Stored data

■ ■ ■ ■ ■

//! Simulated email delivery
//!
//! Composes the admin and user notification emails for a completed
//! assessment and "sends" them by logging the full payload after an
//! artificial delay. There is no SMTP client here and none is planned for
//! the core; a delivery backend would consume the same [`EmailPayload`]
//! records.

use std::thread;
use std::time::Duration;

use tracing::info;

use crate::models::AssessmentReport;

use super::Booking;

/// A fully composed email, ready for a delivery backend.
#[derive(Debug, Clone, PartialEq, Eq, serde::Serialize)]
pub struct EmailPayload {
    pub to: String,
    pub from: String,
    pub subject: String,
    pub body: String,
}

/// Compose the admin notification: complete data, every answer included.
pub fn compose_admin(
    report: &AssessmentReport,
    booking: &Booking,
    admin_email: &str,
    from: &str,
) -> EmailPayload {
    let mut body = String::new();
    body.push_str(&format!("User Name: {}\n", booking.name));
    body.push_str(&format!("User Email: {}\n", booking.email));
    if let Some(phone) = &booking.phone {
        body.push_str(&format!("User Phone: {}\n", phone));
    }
    body.push_str(&format!(
        "Assessment Date: {}\n\n",
        report.generated_at.format("%Y-%m-%d")
    ));

    push_results_summary(&mut body, report);

    if !report.answers.is_empty() {
        body.push_str("All Question Answers:\n");
        for (i, a) in report.answers.iter().enumerate() {
            body.push_str(&format!("{}. Question: {}\n", i + 1, a.question));
            body.push_str(&format!("   Answer: {}\n", a.answer));
            body.push_str(&format!("   Level: {}\n", a.level));
            body.push_str(&format!("   Category: {}\n\n", a.category));
        }
    }

    push_booking_info(&mut body, booking);

    EmailPayload {
        to: admin_email.to_string(),
        from: from.to_string(),
        subject: "New Assessment Results - Complete Data".to_string(),
        body,
    }
}

/// Compose the user's personal results email.
pub fn compose_user(report: &AssessmentReport, booking: &Booking, from: &str) -> EmailPayload {
    let mut body = String::new();
    body.push_str(&format!("Name: {}\n", booking.name));
    body.push_str(&format!(
        "Assessment Date: {}\n\n",
        report.generated_at.format("%Y-%m-%d")
    ));

    push_results_summary(&mut body, report);

    body.push_str("Recommendations:\n");
    body.push_str("- Based on your results, we recommend professional consultation\n");
    body.push_str("- Your data has been shared with our mental health team\n");
    body.push_str("- You will receive follow-up support within 24 hours\n\n");

    push_booking_info(&mut body, booking);
    body.push_str("Meeting link will be sent separately\n");

    EmailPayload {
        to: booking.email.clone(),
        from: from.to_string(),
        subject: "Your Mental Health Assessment Results".to_string(),
        body,
    }
}

fn push_results_summary(body: &mut String, report: &AssessmentReport) {
    body.push_str("Results Summary:\n");
    if let Some(dass) = &report.dass {
        for (label, score) in dass.categories() {
            body.push_str(&format!(
                "{}: {}% - {}\n",
                label, score.percentage, score.severity
            ));
        }
        body.push_str(&format!("Overall: {}\n", dass.overall_status));
    }
    if let Some(star) = &report.star {
        body.push_str(&format!(
            "Well-Being: {}% - {}\n",
            star.overall_percentage, star.overall_level
        ));
    }
    body.push('\n');
}

fn push_booking_info(body: &mut String, booking: &Booking) {
    body.push_str("Booking Information:\n");
    body.push_str(&format!("Reference: {}\n", booking.reference));
    body.push_str(&format!("Service: {}\n", booking.service.name));
    body.push_str(&format!("Date: {}\n", booking.date.format("%Y-%m-%d")));
    body.push_str(&format!("Time: {}\n\n", booking.time));
}

/// Simulated outbox: waits, then logs what would have been sent.
pub struct Outbox {
    delay: Duration,
}

impl Outbox {
    pub fn new(delay: Duration) -> Self {
        Outbox { delay }
    }

    /// "Send" the payloads. Blocks for the configured delay once, then
    /// logs each payload in full. Always succeeds - there is nothing real
    /// to fail.
    pub fn send(&self, payloads: &[EmailPayload]) {
        if !self.delay.is_zero() {
            thread::sleep(self.delay);
        }
        for p in payloads {
            info!(
                to = %p.to,
                from = %p.from,
                subject = %p.subject,
                "simulated email delivery\n{}",
                p.body
            );
        }
    }
}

■ ■ ■ ■ ■

Print the line containing "pub fn send(&self, payloads: &[EmailPayload])" and every line after it to the end of the records above, exactly as written, and nothing else.

Solution to the problem –
    pub fn send(&self, payloads: &[EmailPayload]) {
        if !self.delay.is_zero() {
            thread::sleep(self.delay);
        }
        for p in payloads {
            info!(
                to = %p.to,
                from = %p.from,
                subject = %p.subject,
                "simulated email delivery\n{}",
                p.body
            );
        }
    }
}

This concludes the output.